Problem statement: Starting with the first line of the data that follows, transcribe every line verbatim until the line containing "requests matching the" has been transcribed.

Extracted entries:
* * *
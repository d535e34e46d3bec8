// src/interception/network.rs
//! Network tap
//!
//! Wraps the host's fetch and xhr slots. Each observed request gets a
//! generated request id and a `RequestStart`/`RequestEnd` pair on the bus;
//! the wrapped call itself is forwarded untouched, and requests matching the
//! ignore list bypass observation entirely. Uninstalling puts the saved
//! slots back.

use std::sync::Arc;

use super::Uninstall;
use crate::bus::{EventBus, TapEvent};
use crate::host::{Capability, Host, XhrCallback};
use crate::utils::{ids, patterns, Clock, Result};

pub(crate) fn install(
    host: &Arc<Host>,
    bus: Arc<EventBus>,
    clock: Arc<dyn Clock>,
    ignore_request: Vec<String>,
) -> Result<Option<Uninstall>> {
    let wrap_fetch = host.supports(Capability::Fetch);
    let wrap_xhr = host.supports(Capability::Xhr);
    if !wrap_fetch && !wrap_xhr {
        return Ok(None);
    }

    let saved_fetch = wrap_fetch.then(|| host.fetch_slot());
    let saved_xhr = wrap_xhr.then(|| host.xhr_slot());

    if let Some(saved) = saved_fetch.clone() {
        let bus = Arc::clone(&bus);
        let clock = Arc::clone(&clock);
        let ignore = ignore_request.clone();
        host.set_fetch(Arc::new(move |request| {
            if patterns::matches_any(&ignore, &request.url) {
                return saved(request);
            }

            let request_id = ids::new_id();
            let url = request.url.clone();
            let method = request.method.clone();
            let start = clock.now_ms();
            bus.emit(&TapEvent::RequestStart {
                request_id: request_id.clone(),
                url: url.clone(),
                method: method.clone(),
                timestamp_ms: start,
            });

            let inner = saved(request);
            let bus = Arc::clone(&bus);
            let clock = Arc::clone(&clock);
            Box::pin(async move {
                let result = inner.await;
                let end = clock.now_ms();
                let (status, error) = match &result {
                    Ok(response) => (Some(response.status), None),
                    Err(message) => (None, Some(message.clone())),
                };
                bus.emit(&TapEvent::RequestEnd {
                    request_id,
                    url,
                    method,
                    status,
                    error,
                    duration_ms: end.saturating_sub(start),
                    timestamp_ms: end,
                });
                result
            })
        }));
    }

    if let Some(saved) = saved_xhr.clone() {
        let bus = Arc::clone(&bus);
        let clock = Arc::clone(&clock);
        let ignore = ignore_request;
        host.set_xhr(Arc::new(move |request, callback| {
            if patterns::matches_any(&ignore, &request.url) {
                return saved(request, callback);
            }

            let request_id = ids::new_id();
            let url = request.url.clone();
            let method = request.method.clone();
            let start = clock.now_ms();
            bus.emit(&TapEvent::RequestStart {
                request_id: request_id.clone(),
                url: url.clone(),
                method: method.clone(),
                timestamp_ms: start,
            });

            let bus = Arc::clone(&bus);
            let clock = Arc::clone(&clock);
            let observed: XhrCallback = Box::new(move |result| {
                let end = clock.now_ms();
                let (status, error) = match &result {
                    Ok(response) => (Some(response.status), None),
                    Err(message) => (None, Some(message.clone())),
                };
                bus.emit(&TapEvent::RequestEnd {
                    request_id,
                    url,
                    method,
                    status,
                    error,
                    duration_ms: end.saturating_sub(start),
                    timestamp_ms: end,
                });
                callback(result);
            });
            saved(request, observed);
        }));
    }

    let host = Arc::clone(host);
    Ok(Some(Box::new(move || {
        if let Some(saved) = saved_fetch {
            host.set_fetch(saved);
        }
        if let Some(saved) = saved_xhr {
            host.set_xhr(saved);
        }
    })))
}

#[cfg(test)]
mod tests {
    use super::*;
    use crate::bus::EventKind;
    use crate::host::{HttpRequest, HttpResponse};
    use crate::utils::MockClock;
    use parking_lot::Mutex;

    fn collector(bus: &EventBus) -> Arc<Mutex<Vec<TapEvent>>> {
        let events = Arc::new(Mutex::new(Vec::new()));
        for kind in [EventKind::RequestStart, EventKind::RequestEnd] {
            let sink = Arc::clone(&events);
            bus.subscribe(kind, move |event| {
                sink.lock().push(event.clone());
                Ok(())
            });
        }
        events
    }

    fn ok_backend(host: &Arc<Host>, clock: Arc<MockClock>, latency_ms: u64, status: u16) {
        host.set_fetch(Arc::new(move |_request| {
            let clock = Arc::clone(&clock);
            Box::pin(async move {
                clock.advance(latency_ms);
                Ok(HttpResponse {
                    status,
                    body: bytes::Bytes::new(),
                })
            })
        }));
    }

    #[tokio::test]
    async fn test_fetch_observed_with_duration() {
        let host = Host::new("https://app.example.com/");
        let bus = Arc::new(EventBus::new());
        let clock = Arc::new(MockClock::new(5_000));
        ok_backend(&host, Arc::clone(&clock), 120, 201);
        let events = collector(&bus);

        let _uninstall = install(&host, Arc::clone(&bus), clock, Vec::new())
            .unwrap()
            .unwrap();

        let response = host
            .fetch(HttpRequest::get("https://api.example.com/users"))
            .await
            .unwrap();
        assert_eq!(response.status, 201);

        let events = events.lock();
        assert_eq!(events.len(), 2);
        let TapEvent::RequestStart { request_id: start_id, url, timestamp_ms, .. } = &events[0]
        else {
            panic!("expected RequestStart");
        };
        assert_eq!(url, "https://api.example.com/users");
        assert_eq!(*timestamp_ms, 5_000);
        let TapEvent::RequestEnd { request_id, status, error, duration_ms, .. } = &events[1]
        else {
            panic!("expected RequestEnd");
        };
        assert_eq!(request_id, start_id);
        assert_eq!(*status, Some(201));
        assert!(error.is_none());
        assert_eq!(*duration_ms, 120);
    }

    #[tokio::test]
    async fn test_fetch_failure_observed() {
        let host = Host::new("https://app.example.com/");
        let bus = Arc::new(EventBus::new());
        let clock = Arc::new(MockClock::new(0));
        host.set_fetch(Arc::new(|_request| {
            Box::pin(async { Err("connection refused".to_string()) })
        }));
        let events = collector(&bus);

        let _uninstall = install(&host, Arc::clone(&bus), clock, Vec::new())
            .unwrap()
            .unwrap();

        let result = host.fetch(HttpRequest::get("https://api.example.com")).await;
        assert!(result.is_err());

        let events = events.lock();
        let TapEvent::RequestEnd { status, error, .. } = &events[1] else {
            panic!("expected RequestEnd");
        };
        assert!(status.is_none());
        assert_eq!(error.as_deref(), Some("connection refused"));
    }

    #[test]
    fn test_xhr_observed() {
        let host = Host::new("https://app.example.com/");
        let bus = Arc::new(EventBus::new());
        let clock = Arc::new(MockClock::new(100));
        host.set_xhr(Arc::new(|_request, callback| {
            callback(Ok(HttpResponse {
                status: 200,
                body: bytes::Bytes::new(),
            }));
        }));
        let events = collector(&bus);

        let _uninstall = install(&host, Arc::clone(&bus), clock, Vec::new())
            .unwrap()
            .unwrap();

        let done = Arc::new(Mutex::new(false));
        let flag = Arc::clone(&done);
        host.send_xhr(
            HttpRequest::get("https://api.example.com/cart"),
            Box::new(move |result| {
                assert!(result.is_ok());
                *flag.lock() = true;
            }),
        );

        assert!(*done.lock());
        let events = events.lock();
        assert_eq!(events.len(), 2);
        assert!(matches!(&events[1], TapEvent::RequestEnd { status: Some(200), .. }));
    }

    #[tokio::test]
    async fn test_ignored_requests_bypass_observation() {
        let host = Host::new("https://app.example.com/");
        let bus = Arc::new(EventBus::new());
        let clock = Arc::new(MockClock::new(0));
        ok_backend(&host, Arc::clone(&clock), 0, 200);
        let events = collector(&bus);

        let _uninstall = install(
            &host,
            Arc::clone(&bus),
            clock,
            vec!["*/health".to_string()],
        )
        .unwrap()
        .unwrap();

        host.fetch(HttpRequest::get("https://api.example.com/health"))
            .await
            .unwrap();
        assert!(events.lock().is_empty());
    }

    #[tokio::test]
    async fn test_uninstall_restores_slots() {
        let host = Host::new("https://app.example.com/");
        let bus = Arc::new(EventBus::new());
        let clock = Arc::new(MockClock::new(0));
        ok_backend(&host, Arc::clone(&clock), 0, 200);
        let original_fetch = host.fetch_slot();
        let original_xhr = host.xhr_slot();

        let uninstall = install(&host, Arc::clone(&bus), clock, Vec::new())
            .unwrap()
            .unwrap();
        assert!(!Arc::ptr_eq(&host.fetch_slot(), &original_fetch));

        uninstall();
        assert!(Arc::ptr_eq(&host.fetch_slot(), &original_fetch));
        assert!(Arc::ptr_eq(&host.xhr_slot(), &original_xhr));
    }

    #[test]
    fn test_no_network_capability_is_noop() {
        let host = Host::new("https://app.example.com/");
        host.revoke_capability(Capability::Fetch);
        host.revoke_capability(Capability::Xhr);
        let bus = Arc::new(EventBus::new());
        let clock = Arc::new(MockClock::new(0));

        let installed = install(&host, bus, clock, Vec::new()).unwrap();
        assert!(installed.is_none());
    }
}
* * *
Result for this exercise:
repository d535e34e46d3bec8
// src/interception/network.rs
//! Network tap
//!
//! Wraps the host's fetch and xhr slots. Each observed request gets a
//! generated request id and a `RequestStart`/`RequestEnd` pair on the bus;
//! the wrapped call itself is forwarded untouched, and requests matching the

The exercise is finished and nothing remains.